On 14 August 1872, Nechaev was arrested in Zürich and handed over to the Russian police. He was found guilty on 8 January 1873 and sentenced to twenty years of katorga (hard labor) for killing Ivanov. This was effectively a death sentence, since nobody survived twenty years in the Peter and Paul Fortress. While locked up in a ravelin of the fortress, Nechaev managed to win over his guards with the strength of his convictions and by the late 1870s was using them to pass on correspondence with revolutionaries on the outside. In December 1880, Nechaev established contact with the executive committee of the People's Will (Narodnaya Volya) and proposed a plan for his own escape. However, Narodnaya Volya abandoned the plan due to its unwillingness to distract the efforts of its members from attempting to assassinate Tsar Alexander II, which they achieved only in March 1881.

Vera Zasulich, who ten years earlier had been among those investigated for Ivanov's murder, heard in 1877 that the head of the Saint Petersburg police, General Trepov, had ordered the flogging of Arkhip Bogolyubov, a young political prisoner. Though not a follower of Nechaev, Zasulich felt outraged at Bogolyubov's mistreatment and at the plight of other political prisoners. On 5 February, she walked into Trepov's office and shot and wounded him. In an indication of the popular political feeling of the time, a jury found her not guilty on the grounds that she had acted out of noble intent.

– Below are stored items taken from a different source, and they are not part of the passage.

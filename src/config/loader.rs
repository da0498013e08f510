//! Configuration loader with file resolution and environment override support.

use super::error::{ConfigError, ConfigResult};
use super::schema::Config;
use directories::ProjectDirs;
use std::path::{Path, PathBuf};

/// Environment variable prefix for overrides
const ENV_PREFIX: &str = "TTYLINE";

/// Config file name
const CONFIG_FILE_NAME: &str = "ttyline.toml";

/// Environment variable for explicit config path
const CONFIG_PATH_ENV: &str = "TTYLINE_CONFIG";

/// Configuration loader with resolution and override logic.
#[derive(Debug, Clone)]
pub struct ConfigLoader {
    /// Resolved config file path (if any)
    pub config_path: Option<PathBuf>,
    /// The loaded configuration
    pub config: Config,
}

impl ConfigLoader {
    /// Load configuration using standard resolution order.
    ///
    /// Resolution priority (highest to lowest):
    /// 1. `TTYLINE_CONFIG` environment variable (explicit path)
    /// 2. `./ttyline.toml` (current directory)
    /// 3. The platform config directory (XDG on Linux/macOS)
    /// 4. Built-in defaults (no file required)
    ///
    /// Environment variables can override individual values, and the
    /// resulting configuration is validated before it is returned.
    pub fn load() -> ConfigResult<Self> {
        let config_path = resolve_config_path();

        let mut config = if let Some(ref path) = config_path {
            load_from_file(path)?
        } else {
            Config::default()
        };

        apply_env_overrides(&mut config)?;
        config.validate()?;

        Ok(Self {
            config_path,
            config,
        })
    }

    /// Load configuration from a specific file path.
    pub fn load_from(path: impl AsRef<Path>) -> ConfigResult<Self> {
        let path = path.as_ref().to_path_buf();
        let mut config = load_from_file(&path)?;
        apply_env_overrides(&mut config)?;
        config.validate()?;

        Ok(Self {
            config_path: Some(path),
            config,
        })
    }

    /// Create a loader with default configuration (no file).
    pub fn with_defaults() -> Self {
        let mut config = Config::default();
        // Still apply env overrides even with defaults
        let _ = apply_env_overrides(&mut config);

        Self {
            config_path: None,
            config,
        }
    }

    /// Get the loaded configuration.
    pub fn config(&self) -> &Config {
        &self.config
    }

    /// Get a mutable reference to the configuration.
    pub fn config_mut(&mut self) -> &mut Config {
        &mut self.config
    }

    /// Consume the loader and return the configuration.
    pub fn into_config(self) -> Config {
        self.config
    }

    /// Save the current configuration to a specific file.
    pub fn save_to(&self, path: impl AsRef<Path>) -> ConfigResult<()> {
        save_to_file(&self.config, path.as_ref())
    }
}

/// Resolve the configuration file path using standard locations.
pub fn resolve_config_path() -> Option<PathBuf> {
    // 1. Explicit environment variable
    if let Ok(path) = std::env::var(CONFIG_PATH_ENV) {
        let path = PathBuf::from(path);
        if path.exists() {
            return Some(path);
        }
    }

    // 2. Current directory
    let cwd_config = PathBuf::from(CONFIG_FILE_NAME);
    if cwd_config.exists() {
        return Some(cwd_config);
    }

    // 3. Platform config directory
    if let Some(dirs) = ProjectDirs::from("", "", "ttyline") {
        let app_config = dirs.config_dir().join(CONFIG_FILE_NAME);
        if app_config.exists() {
            return Some(app_config);
        }
    }

    // 4. No config file found - will use defaults
    None
}

/// Load configuration from a file.
fn load_from_file(path: &Path) -> ConfigResult<Config> {
    let content = std::fs::read_to_string(path).map_err(|e| ConfigError::ReadError {
        path: path.to_path_buf(),
        source: e,
    })?;

    toml::from_str(&content).map_err(ConfigError::ParseError)
}

/// Save configuration to a file.
fn save_to_file(config: &Config, path: &Path) -> ConfigResult<()> {
    // Ensure parent directory exists
    if let Some(parent) = path.parent() {
        std::fs::create_dir_all(parent).map_err(|e| ConfigError::WriteError {
            path: path.to_path_buf(),
            source: e,
        })?;
    }

    let content = toml::to_string_pretty(config)?;
    std::fs::write(path, content).map_err(|e| ConfigError::WriteError {
        path: path.to_path_buf(),
        source: e,
    })
}

/// Apply environment variable overrides to the configuration.
///
/// Environment variables follow the pattern: `TTYLINE_<SECTION>_<KEY>`
/// For example:
/// - `TTYLINE_DEVICE_PATH=/dev/ttyUSB1`
/// - `TTYLINE_LINE_BAUD=115200`
/// - `TTYLINE_LINE_MODE=7E2`
fn apply_env_overrides(config: &mut Config) -> ConfigResult<()> {
    // Device overrides
    if let Ok(val) = std::env::var(format!("{}_DEVICE_PATH", ENV_PREFIX)) {
        config.device.path = Some(val);
    }

    // Line overrides
    if let Ok(val) = std::env::var(format!("{}_LINE_BAUD", ENV_PREFIX)) {
        config.line.baud = val.parse().map_err(|_| {
            ConfigError::env_parse(format!("{}_LINE_BAUD", ENV_PREFIX), "invalid baud rate")
        })?;
    }
    if let Ok(val) = std::env::var(format!("{}_LINE_MODE", ENV_PREFIX)) {
        config.line.mode = val;
    }
    if let Ok(val) = std::env::var(format!("{}_LINE_READ_TIMEOUT_DS", ENV_PREFIX)) {
        config.line.read_timeout_ds = val.parse().map_err(|_| {
            ConfigError::env_parse(
                format!("{}_LINE_READ_TIMEOUT_DS", ENV_PREFIX),
                "invalid timeout",
            )
        })?;
    }
    if let Ok(val) = std::env::var(format!("{}_LINE_FLOW_CONTROL", ENV_PREFIX)) {
        config.line.flow_control = val.to_lowercase() == "true" || val == "1";
    }

    // Logging overrides
    if let Ok(val) = std::env::var(format!("{}_LOGGING_LEVEL", ENV_PREFIX)) {
        config.logging.level = val;
    }

    Ok(())
}

#[cfg(test)]
mod tests {
    use super::*;
    use pretty_assertions::assert_eq;
    use std::env;

    #[test]
    fn test_default_loader() {
        let loader = ConfigLoader::with_defaults();
        assert_eq!(loader.config().line.baud, 9600);
        assert_eq!(loader.config().line.mode, "8N1");
    }

    #[test]
    fn test_env_override() {
        // Use a key no other test asserts on; the process environment is
        // shared across test threads.
        env::set_var("TTYLINE_LOGGING_LEVEL", "trace");

        let loader = ConfigLoader::with_defaults();
        assert_eq!(loader.config().logging.level, "trace");

        env::remove_var("TTYLINE_LOGGING_LEVEL");
    }

    #[test]
    fn test_load_from_file_and_save_roundtrip() {
        let dir = tempfile::tempdir().unwrap();
        let path = dir.path().join("ttyline.toml");
        std::fs::write(
            &path,
            r#"
            [device]
            path = "/dev/ttyACM0"

            [line]
            baud = 19200
            mode = "7E2"
            read_timeout_ds = 10
            "#,
        )
        .unwrap();

        let loader = ConfigLoader::load_from(&path).unwrap();
        assert_eq!(loader.config().device.path.as_deref(), Some("/dev/ttyACM0"));
        assert_eq!(loader.config().line.baud, 19_200);
        assert_eq!(loader.config().line.mode, "7E2");
        assert_eq!(loader.config().line.read_timeout_ds, 10);

        let saved = dir.path().join("saved").join("ttyline.toml");
        loader.save_to(&saved).unwrap();
        let reloaded = ConfigLoader::load_from(&saved).unwrap();
        assert_eq!(reloaded.config().line.baud, 19_200);
        assert_eq!(reloaded.config().line.mode, "7E2");
    }

    #[test]
    fn test_load_rejects_invalid_mode() {
        let dir = tempfile::tempdir().unwrap();
        let path = dir.path().join("ttyline.toml");
        std::fs::write(&path, "[line]\nmode = \"X9Z\"\n").unwrap();

        let err = ConfigLoader::load_from(&path).unwrap_err();
        assert!(err.to_string().contains("line.mode"));
    }
}
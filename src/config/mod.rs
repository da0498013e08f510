//! Configuration module for ttyline.
//!
//! This module provides TOML-based configuration with environment variable
//! overrides.
//!
//! # Configuration Resolution
//!
//! Configuration is loaded from the following locations (in order of
//! priority):
//!
//! 1. `TTYLINE_CONFIG` environment variable (explicit path)
//! 2. `./ttyline.toml` (current directory)
//! 3. The platform config directory (e.g. `~/.config/ttyline/ttyline.toml`)
//! 4. Built-in defaults (no file required)
//!
//! # Environment Overrides
//!
//! Individual values can be overridden via environment variables using the
//! pattern `TTYLINE_<SECTION>_<KEY>`:
//!
//! - `TTYLINE_DEVICE_PATH=/dev/ttyUSB1`
//! - `TTYLINE_LINE_BAUD=115200`
//! - `TTYLINE_LINE_MODE=7E2`
//! - `TTYLINE_LINE_READ_TIMEOUT_DS=20`
//! - `TTYLINE_LOGGING_LEVEL=debug`

mod error;
mod loader;
mod schema;

pub use error::{ConfigError, ConfigResult};
pub use loader::{resolve_config_path, ConfigLoader};
pub use schema::{Config, DeviceConfig, LineConfig, LoggingConfig};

In November 1882, Nechaev died in his cell. Despite his personal courage and fanatical dedication to the revolutionary cause, Nechaev's methods (later called Nechayevshchina) were viewed to have caused harm to the Russian revolutionary movement by endangering clandestine organizations. Historian Edvard Radzinsky suggests that many revolutionaries have successfully implemented Nechaev's methods and ideas, including Vladimir Lenin and Joseph Stalin.

== Influence ==
Nechaev's theories had a major influence on other Russian revolutionaries, like Pyotr Tkachev and Vladimir Lenin. He was the first to bring the theme of the professional revolutionary in Russia. Lenin's brother Aleksandr Ulyanov was part of an organization which based its program on Nechaev's. Lenin stated that Nechaev was a "Titan of the revolution" and that all of the communist revolutionaries must "read Nechayev". Many critics inside and out of the Soviet Union labelled his version of revolutionary socialism the one that was taking place in the Soviet Union itself, with Soviet politicians after the Stalin era admitting this themselves many times. He also influenced later generations of Russian revolutionary nihilists. He was rehabilitated by some Soviet historians during Stalin's time. In the third edition of the Great Soviet Encyclopedia (1969–1978), Nechaev is described as follows: "Possessing great personal courage and fanatically devoted to the revolutionary cause, Nechayev acted using methods unacceptable for a revolutionary and brought great harm to the Russian revolutionary movement."

The murder of Ivanov was the initial inspiration for Fyodor Dostoevsky's novel Demons. The character of Pyotr Stepanovich Verkhovensky, an organizer of a revolutionary group, was inspired by Nechaev and the ideas in Catechism of a Revolutionary. The character of Shatov in the novel was partially based on Ivanov.